После того дня я стала намного увереннее: я знала, что хочу делать и что для этого нужно было. Я училась общеобразовательным предметам, продолжала рисовать скетчи в блокноте Джонхёна, старалась лучше овладеть красками, проводила больше времени с девочками, не игнорировала оскорбления в сторону других людей. Более того, Минджу даже помогала мне в подобные моменты, не брезгуя своим статусом старосты группы и одной из лучших по успеваемости учениц. Не стоит забывать и о домике госпожи Пак. Когда наступали холода, мы работали на улице меньше, но зато больше проводили в доме. После уборки и готовки мы собирались вместе с бабушкой в гостиной и проводили время за разговорами. Мы рассказывали старой госпоже о том, как живётся нам в детском доме: говорили про уроки, других детей, что мы иногда делали в свободное от учёбы время. Хорошо ощущалось то, как мы с этой женщиной сблизились. Иногда мы даже просили у неё какого-то совета, и тогда она с большим энтузиазмом старалась нам помочь. А я как была такой же сдержанной, так и осталась, хоть и время от времени старалась переступать через свою то ли гордость, то ли смущение, и тоже могла что-то спросить. Но, наверное, я не спешила накидываться на достаточно опытного и крайне любезного человека с расспросами о своих тревогах, потому что у меня уже был такой. Я боялась, что когда вырасту, моя маленькая легенда о несуществующем юноше превратится в простую сказку. Поэтому я не выпускала блокнот из рук, ведь переживала о том, что со временем я забуду о том, кто подарил мне самое настоящее чувство любви.

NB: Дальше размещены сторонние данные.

//! Frontend configuration

/// Session cookie configuration
pub struct AuthConfig;

impl AuthConfig {
    /// Name of the cookie that carries the session token
    pub const TOKEN_COOKIE: &'static str = "token";

    /// Name of the refresh-token cookie the backend may also set
    pub const REFRESH_COOKIE: &'static str = "refreshToken";

    /// Session cookie lifetime in seconds (7 days)
    pub const TOKEN_MAX_AGE_SECS: u32 = 7 * 24 * 60 * 60;
}
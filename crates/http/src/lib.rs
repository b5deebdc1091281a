//! HTTP client and wire types for the SmileCare booking API.
//!
//! The backend owns every entity and every business rule; this crate only
//! knows how to reach it. The client is split into a public half (login,
//! registration) and an authenticated half that attaches the bearer token,
//! so a call site cannot forget which one it needs.

pub mod client;
pub mod error;
pub mod types;

pub use client::{AuthedApiClient, PublicApiClient};
pub use error::ClientError;
mod auth;

pub use auth::AuthApiService;
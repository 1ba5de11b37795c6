use std::sync::Arc;

use gemini_chat_core::{ChatError, ConversationStateManager, LlmTransport, TurnResult};
use serde::Serialize;
use thiserror::Error;
use tracing::{info, warn};

/// Errors surfaced to the person using the chat page
#[derive(Error, Debug)]
pub enum UiError {
    #[error("Question text is empty")]
    EmptyQuestion,

    #[error("The system role can no longer be changed in this conversation")]
    RoleLocked,

    #[error("Problem communicating with the LLM API: {0}")]
    Chat(#[from] ChatError),
}

/// Everything the chat page shows for one conversation.
///
/// Owns the conversation's state manager. The transcript is append-only and
/// only grows on successful turns.
pub struct ConversationBackingState {
    manager: ConversationStateManager<dyn LlmTransport>,
    system_role: String,
    role_changeable: bool,
    question: Option<String>,
    reply: Option<String>,
    transcript: String,
    request_json: Option<String>,
    response_json: Option<String>,
    debug: bool,
}

/// Serializable snapshot for rendering
#[derive(Debug, Clone, Serialize, PartialEq, Eq)]
pub struct ChatView {
    pub system_role: String,
    pub role_changeable: bool,
    pub question: Option<String>,
    pub reply: Option<String>,
    pub transcript: String,
    pub turns: usize,
    pub debug: bool,
    #[serde(skip_serializing_if = "Option::is_none")]
    pub request_json: Option<String>,
    #[serde(skip_serializing_if = "Option::is_none")]
    pub response_json: Option<String>,
}

impl ConversationBackingState {
    pub fn new(transport: Arc<dyn LlmTransport>, system_role: impl Into<String>) -> Self {
        Self {
            manager: ConversationStateManager::new(transport),
            system_role: system_role.into(),
            role_changeable: true,
            question: None,
            reply: None,
            transcript: String::new(),
            request_json: None,
            response_json: None,
            debug: false,
        }
    }

    pub fn set_system_role(&mut self, role: impl Into<String>) -> Result<(), UiError> {
        if !self.role_changeable {
            return Err(UiError::RoleLocked);
        }
        self.system_role = role.into();
        Ok(())
    }

    pub fn role_changeable(&self) -> bool {
        self.role_changeable
    }

    pub fn transcript(&self) -> &str {
        &self.transcript
    }

    pub fn toggle_debug(&mut self) -> bool {
        self.debug = !self.debug;
        self.debug
    }

    /// Sends one question. Nothing reaches the network for a blank question.
    pub async fn submit(&mut self, question: &str) -> Result<TurnResult, UiError> {
        if question.trim().is_empty() {
            return Err(UiError::EmptyQuestion);
        }

        self.manager.configure_system_role(self.system_role.clone());
        let result = match self.manager.send_turn(question).await {
            Ok(result) => result,
            Err(e) => {
                warn!(error = %e, "Turn failed");
                return Err(e.into());
            }
        };

        // Question and reply change together.
        self.question = Some(question.to_string());
        self.reply = Some(result.reply().to_string());
        self.request_json = Some(result.request_json().to_string());
        self.response_json = Some(result.response_json().to_string());
        self.transcript.push_str(&format!(
            "== User:\n{}\n== Server:\n{}\n",
            question,
            result.reply()
        ));
        if self.role_changeable {
            info!("First turn completed, system role locked");
            self.role_changeable = false;
        }

        Ok(result)
    }

    pub fn view(&self) -> ChatView {
        ChatView {
            system_role: self.system_role.clone(),
            role_changeable: self.role_changeable,
            question: self.question.clone(),
            reply: self.reply.clone(),
            transcript: self.transcript.clone(),
            turns: self.manager.turn_count(),
            debug: self.debug,
            request_json: self.request_json.clone().filter(|_| self.debug),
            response_json: self.response_json.clone().filter(|_| self.debug),
        }
    }
}
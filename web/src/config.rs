use std::fs;
use std::net::SocketAddr;
use std::path::Path;

use anyhow::{Context, Result};
use chrono::Duration;
use gemini_chat_core::config::{get_default_config_file, GeminiConfig};
use serde::{Deserialize, Serialize};

pub const APP_NAME: &str = "gemini-chat";

const MAX_SESSION_TTL_SECS: u64 = 365 * 24 * 60 * 60;

/// Configuration for the chat web server
#[derive(Debug, Clone, Serialize, Deserialize, PartialEq)]
#[serde(default)]
pub struct AppConfig {
    pub http_addr: SocketAddr,
    /// Idle time after which a conversation is discarded
    pub session_ttl_secs: u64,
    pub cleanup_interval_secs: u64,
    pub gemini: GeminiConfig,
}

impl Default for AppConfig {
    fn default() -> Self {
        AppConfig {
            http_addr: SocketAddr::from(([127, 0, 0, 1], 8080)),
            session_ttl_secs: 30 * 60,
            cleanup_interval_secs: 60,
            gemini: GeminiConfig::default(),
        }
    }
}

impl AppConfig {
    /// Loads configuration from a TOML file; a missing file yields the defaults
    pub fn load_from_file(path: &Path) -> Result<Self> {
        if !path.exists() {
            return Ok(Self::default());
        }

        let content = fs::read_to_string(path)
            .with_context(|| format!("Failed to read config file {}", path.display()))?;
        let config: Self = toml::from_str(&content)
            .with_context(|| format!("Failed to parse config file {}", path.display()))?;

        Ok(Self {
            gemini: GeminiConfig::default().merge(&config.gemini),
            ..config
        })
    }

    /// Loads `~/.config/gemini-chat/config.toml`
    pub fn load_from_default() -> Result<Self> {
        let path = get_default_config_file(APP_NAME)?;
        Self::load_from_file(&path)
    }

    pub fn session_ttl(&self) -> Duration {
        let secs = self.session_ttl_secs.min(MAX_SESSION_TTL_SECS);
        Duration::seconds(secs as i64)
    }
}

Ближе к пятнадцати годам всё чаще наступали дни, когда Джонхён приходил ко мне во снах. Но я не всегда помнила лицо, однако я чувствовала прикосновения: когда я падала, он ловил меня, крепко прижимая к своему телу. А иногда мы могли просто ходить где-то в поле, держась за руки или даже обнимаясь. И в такие моменты я всем своим нутром ощущала его физическое присутствие. Я чувствовала, как его пальцы переплетались с моими или то, как он крепко обнимал меня за талию. Его неспешное дыхание щекотало мои волосы или шею. Но в этом не было ничего неправильного - это было по-настоящему и абсолютно невинно. Я любила всем своим сердцем, и меня любили точно так же. И из-за этих чувств, которые я вообще не испытывала в реальном мире, я ненавидела просыпаться. А когда приходилось смириться с реальностью, я брала блокнот в свои руки и со слезами на глазах строчила о том, как сильно люблю Джонхёна. Но когда я писала эти слова с трепещущим сердцем, он ничего не говорил в ответ. И тогда я возвращалась с небес на землю. Почему он не может сказать то же самое? Однако всегда после моего пробуждения рядом в воздухе витало маленькое белое пёрышко.
- Господи, как романтично! - воскликнула Хаён, мило затоптавшись на месте от моего рассказа. На улице было лето - мы с девочками собирали первые персики в саду госпожи Пак. Нам всем только недавно исполнилось шестнадцать, а мы одеты в новые и более вычурные сарафаны, что сшила Юна. Но они всё равно оставались особенными.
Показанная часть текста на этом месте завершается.